[Provided material — start]

//! Demo scripts and their steps.

use std::collections::HashSet;

use democopilot_core::action::ActionSpec;
use democopilot_core::error::DomainError;
use democopilot_core::language_model::ProductContext;
use serde::{Deserialize, Serialize};

/// One narrated unit of a walkthrough.
#[derive(Debug, Clone, PartialEq, Serialize, Deserialize)]
pub struct DemoStep {
    /// Zero-based position in the script. Assigned when the script is built.
    #[serde(skip)]
    pub position: usize,
    /// Unique name, used as a jump target.
    pub name: String,
    /// Text spoken while the actions run.
    #[serde(default)]
    pub narration: String,
    /// Ordered UI actions.
    #[serde(default)]
    pub actions: Vec<ActionSpec>,
}

impl DemoStep {
    /// Creates a step. Its position is set by [`DemoScript::new`].
    #[must_use]
    pub fn new(name: impl Into<String>, narration: impl Into<String>, actions: Vec<ActionSpec>) -> Self {
        Self {
            position: 0,
            name: name.into(),
            narration: narration.into(),
            actions,
        }
    }
}

/// An ordered, validated sequence of steps.
#[derive(Debug, Clone, PartialEq, Serialize, Deserialize)]
pub struct DemoScript {
    /// Script title.
    pub name: String,
    /// Free-form description.
    #[serde(default, skip_serializing_if = "Option::is_none")]
    pub description: Option<String>,
    /// Product facts forwarded with every question.
    #[serde(default, skip_serializing_if = "Option::is_none")]
    pub product: Option<ProductContext>,
    /// Steps in execution order.
    pub steps: Vec<DemoStep>,
}

impl DemoScript {
    /// Builds a script, numbering the steps in order.
    ///
    /// # Errors
    ///
    /// Returns `DomainError::Validation` if a step name is blank or used twice.
    pub fn new(name: impl Into<String>, steps: Vec<DemoStep>) -> Result<Self, DomainError> {
        let mut script = Self {
            name: name.into(),
            description: None,
            product: None,
            steps,
        };
        script.validate()?;
        Ok(script)
    }

    /// Parses and validates a YAML script.
    ///
    /// # Errors
    ///
    /// Returns `DomainError::Validation` if the YAML is malformed or a step
    /// name is blank or duplicated.
    pub fn from_yaml(source: &str) -> Result<Self, DomainError> {
        let mut script: Self = serde_yaml::from_str(source)
            .map_err(|e| DomainError::Validation(format!("invalid demo script: {e}")))?;
        script.validate()?;
        Ok(script)
    }

    /// Attaches product facts.
    #[must_use]
    pub fn with_product(mut self, product: ProductContext) -> Self {
        self.product = Some(product);
        self
    }

    /// Step names in execution order.
    #[must_use]
    pub fn step_names(&self) -> Vec<String> {
        self.steps.iter().map(|step| step.name.clone()).collect()
    }

    fn validate(&mut self) -> Result<(), DomainError> {
        let mut seen = HashSet::new();
        for (position, step) in self.steps.iter_mut().enumerate() {
            if step.name.trim().is_empty() {
                return Err(DomainError::Validation(format!(
                    "step {} has no name",
                    position + 1
                )));
            }
            if !seen.insert(step.name.clone()) {
                return Err(DomainError::Validation(format!(
                    "duplicate step name: {}",
                    step.name
                )));
            }
            step.position = position;
        }
        Ok(())
    }
}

[Provided material — finish]

Exercise description ▸
Given the records above, return exactly the lines starting at the line containing "or used twice." and ending at the line containing "malformed or a step", including both.

Solved exercise ▸
    /// Returns `DomainError::Validation` if a step name is blank or used twice.
    pub fn new(name: impl Into<String>, steps: Vec<DemoStep>) -> Result<Self, DomainError> {
        let mut script = Self {
            name: name.into(),
            description: None,
            product: None,
            steps,
        };
        script.validate()?;
        Ok(script)
    }

    /// Parses and validates a YAML script.
    ///
    /// # Errors
    ///
    /// Returns `DomainError::Validation` if the YAML is malformed or a step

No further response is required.